● TASK TO COMPLETE: Whenever the string "must" turns up in a line below, that line should be copied.

● PROVIDED RECORDS:
++++++++++++++++++++

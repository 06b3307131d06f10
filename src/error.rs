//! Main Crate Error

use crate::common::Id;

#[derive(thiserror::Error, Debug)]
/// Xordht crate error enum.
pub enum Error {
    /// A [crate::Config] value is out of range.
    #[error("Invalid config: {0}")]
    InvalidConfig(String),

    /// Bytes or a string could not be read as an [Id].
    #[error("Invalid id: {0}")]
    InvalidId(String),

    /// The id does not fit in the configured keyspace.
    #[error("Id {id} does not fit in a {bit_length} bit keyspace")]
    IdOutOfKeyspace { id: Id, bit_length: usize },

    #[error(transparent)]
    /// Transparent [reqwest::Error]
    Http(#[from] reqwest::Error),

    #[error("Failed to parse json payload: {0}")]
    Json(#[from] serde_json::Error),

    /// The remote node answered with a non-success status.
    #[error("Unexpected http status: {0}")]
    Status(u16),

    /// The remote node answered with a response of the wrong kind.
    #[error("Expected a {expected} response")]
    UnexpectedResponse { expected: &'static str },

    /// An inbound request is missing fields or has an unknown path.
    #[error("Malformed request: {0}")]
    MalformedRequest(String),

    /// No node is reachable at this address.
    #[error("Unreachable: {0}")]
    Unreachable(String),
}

++++++++++++++++++++

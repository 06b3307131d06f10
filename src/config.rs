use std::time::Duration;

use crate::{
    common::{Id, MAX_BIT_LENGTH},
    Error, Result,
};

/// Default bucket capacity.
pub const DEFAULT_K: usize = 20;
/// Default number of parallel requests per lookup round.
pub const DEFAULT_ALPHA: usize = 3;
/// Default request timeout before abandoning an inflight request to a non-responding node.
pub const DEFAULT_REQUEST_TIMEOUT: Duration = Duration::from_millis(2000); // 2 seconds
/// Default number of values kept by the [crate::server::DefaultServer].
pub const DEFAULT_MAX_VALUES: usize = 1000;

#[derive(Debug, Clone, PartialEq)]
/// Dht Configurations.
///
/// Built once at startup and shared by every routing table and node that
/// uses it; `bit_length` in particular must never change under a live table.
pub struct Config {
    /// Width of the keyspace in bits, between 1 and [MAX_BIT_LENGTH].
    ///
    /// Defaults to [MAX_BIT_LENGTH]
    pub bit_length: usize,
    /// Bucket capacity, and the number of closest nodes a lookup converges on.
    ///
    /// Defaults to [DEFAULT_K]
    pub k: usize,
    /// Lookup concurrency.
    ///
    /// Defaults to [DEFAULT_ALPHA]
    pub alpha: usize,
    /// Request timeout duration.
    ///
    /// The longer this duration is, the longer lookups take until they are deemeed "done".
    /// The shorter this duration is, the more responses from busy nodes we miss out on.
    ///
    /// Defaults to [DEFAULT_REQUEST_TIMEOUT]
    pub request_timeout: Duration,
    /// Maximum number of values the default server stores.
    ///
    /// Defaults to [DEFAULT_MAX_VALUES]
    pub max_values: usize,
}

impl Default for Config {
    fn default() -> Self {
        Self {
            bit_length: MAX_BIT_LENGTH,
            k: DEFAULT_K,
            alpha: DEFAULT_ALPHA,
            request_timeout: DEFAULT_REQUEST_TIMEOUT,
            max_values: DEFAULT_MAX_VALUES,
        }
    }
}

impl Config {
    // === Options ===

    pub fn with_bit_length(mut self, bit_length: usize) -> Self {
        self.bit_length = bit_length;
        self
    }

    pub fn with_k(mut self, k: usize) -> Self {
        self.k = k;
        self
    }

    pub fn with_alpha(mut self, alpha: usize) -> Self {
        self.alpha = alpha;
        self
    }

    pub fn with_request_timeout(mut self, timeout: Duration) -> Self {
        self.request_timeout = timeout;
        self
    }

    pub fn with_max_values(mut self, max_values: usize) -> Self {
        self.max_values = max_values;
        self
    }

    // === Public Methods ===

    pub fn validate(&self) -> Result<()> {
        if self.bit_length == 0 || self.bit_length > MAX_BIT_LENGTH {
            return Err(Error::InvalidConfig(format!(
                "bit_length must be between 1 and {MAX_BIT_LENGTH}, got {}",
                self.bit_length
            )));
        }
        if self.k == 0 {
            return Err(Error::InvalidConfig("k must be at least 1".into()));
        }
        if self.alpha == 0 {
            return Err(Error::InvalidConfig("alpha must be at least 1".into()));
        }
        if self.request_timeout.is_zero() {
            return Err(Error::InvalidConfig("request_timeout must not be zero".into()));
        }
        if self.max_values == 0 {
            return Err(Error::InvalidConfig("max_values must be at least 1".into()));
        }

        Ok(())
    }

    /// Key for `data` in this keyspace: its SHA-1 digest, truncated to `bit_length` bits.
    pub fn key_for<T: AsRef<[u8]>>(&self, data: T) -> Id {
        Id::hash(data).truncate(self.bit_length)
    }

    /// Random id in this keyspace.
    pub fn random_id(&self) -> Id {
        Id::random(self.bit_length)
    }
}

++++++++++++++++++++

● WRITTEN RESPONSE:
/// uses it; `bit_length` in particular must never change under a live table.
                "bit_length must be between 1 and {MAX_BIT_LENGTH}, got {}",
            return Err(Error::InvalidConfig("k must be at least 1".into()));
            return Err(Error::InvalidConfig("alpha must be at least 1".into()));
            return Err(Error::InvalidConfig("request_timeout must not be zero".into()));
            return Err(Error::InvalidConfig("max_values must be at least 1".into()));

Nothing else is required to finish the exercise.